----- DATA FOR THIS TASK -----

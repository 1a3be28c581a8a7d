// Copyright 2025 the Understory Authors
// SPDX-License-Identifier: Apache-2.0 OR MIT

//! Axis-aligned rectangle helpers on top of [`kurbo::Rect`].
//!
//! Rectangles are treated in a y-up frame. Vertices and edges are numbered
//! counter-clockwise starting at the right edge:
//!
//! | index | vertex       | edge                      | outward normal |
//! |-------|--------------|---------------------------|----------------|
//! | 0     | bottom-right | bottom-right → top-right  | `+x`           |
//! | 1     | top-right    | top-right → top-left      | `+y`           |
//! | 2     | top-left     | top-left → bottom-left    | `-x`           |
//! | 3     | bottom-left  | bottom-left → bottom-right| `-y`           |
//!
//! All helpers expect a normalized rectangle (`x0 <= x1`, `y0 <= y1`); use
//! [`Rect::abs`] first when that is not guaranteed.

use kurbo::{Point, Rect, Vec2};

use crate::primitives::Segment;

/// Edge-aware queries on axis-aligned rectangles.
pub trait RectExt {
    /// Vertex `i` (taken modulo 4).
    fn vertex(&self, i: usize) -> Point;
    /// Edge `i` (taken modulo 4), from vertex `i` to vertex `i + 1`.
    fn edge(&self, i: usize) -> Segment;
    /// Outward unit normal of edge `i` (taken modulo 4).
    fn normal(&self, i: usize) -> Vec2;
    /// All four vertices in counter-clockwise order.
    fn vertices(&self) -> [Point; 4];
    /// Containment with edges counted as inside.
    fn contains_inclusive(&self, p: Point) -> bool;
    /// Overlap test where touching edges count as overlapping.
    fn touches(&self, other: &Rect) -> bool;
}

impl RectExt for Rect {
    fn vertex(&self, i: usize) -> Point {
        match i % 4 {
            0 => Point::new(self.x1, self.y0),
            1 => Point::new(self.x1, self.y1),
            2 => Point::new(self.x0, self.y1),
            _ => Point::new(self.x0, self.y0),
        }
    }

    fn edge(&self, i: usize) -> Segment {
        Segment::new(self.vertex(i), self.vertex(i + 1))
    }

    fn normal(&self, i: usize) -> Vec2 {
        match i % 4 {
            0 => Vec2::new(1.0, 0.0),
            1 => Vec2::new(0.0, 1.0),
            2 => Vec2::new(-1.0, 0.0),
            _ => Vec2::new(0.0, -1.0),
        }
    }

    fn vertices(&self) -> [Point; 4] {
        [self.vertex(0), self.vertex(1), self.vertex(2), self.vertex(3)]
    }

    fn contains_inclusive(&self, p: Point) -> bool {
        p.x >= self.x0 && p.x <= self.x1 && p.y >= self.y0 && p.y <= self.y1
    }

    fn touches(&self, other: &Rect) -> bool {
        self.x0 <= other.x1 && other.x0 <= self.x1 && self.y0 <= other.y1 && other.y0 <= self.y1
    }
}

-----

WORK REQUIRED
Read the data above and pull out each line that holds the string "Point".

RESPONSE BELOW
use kurbo::{Point, Rect, Vec2};
    fn vertex(&self, i: usize) -> Point;
    fn vertices(&self) -> [Point; 4];
    fn contains_inclusive(&self, p: Point) -> bool;
    fn vertex(&self, i: usize) -> Point {
            0 => Point::new(self.x1, self.y0),
            1 => Point::new(self.x1, self.y1),
            2 => Point::new(self.x0, self.y1),
            _ => Point::new(self.x0, self.y0),
    fn vertices(&self) -> [Point; 4] {
    fn contains_inclusive(&self, p: Point) -> bool {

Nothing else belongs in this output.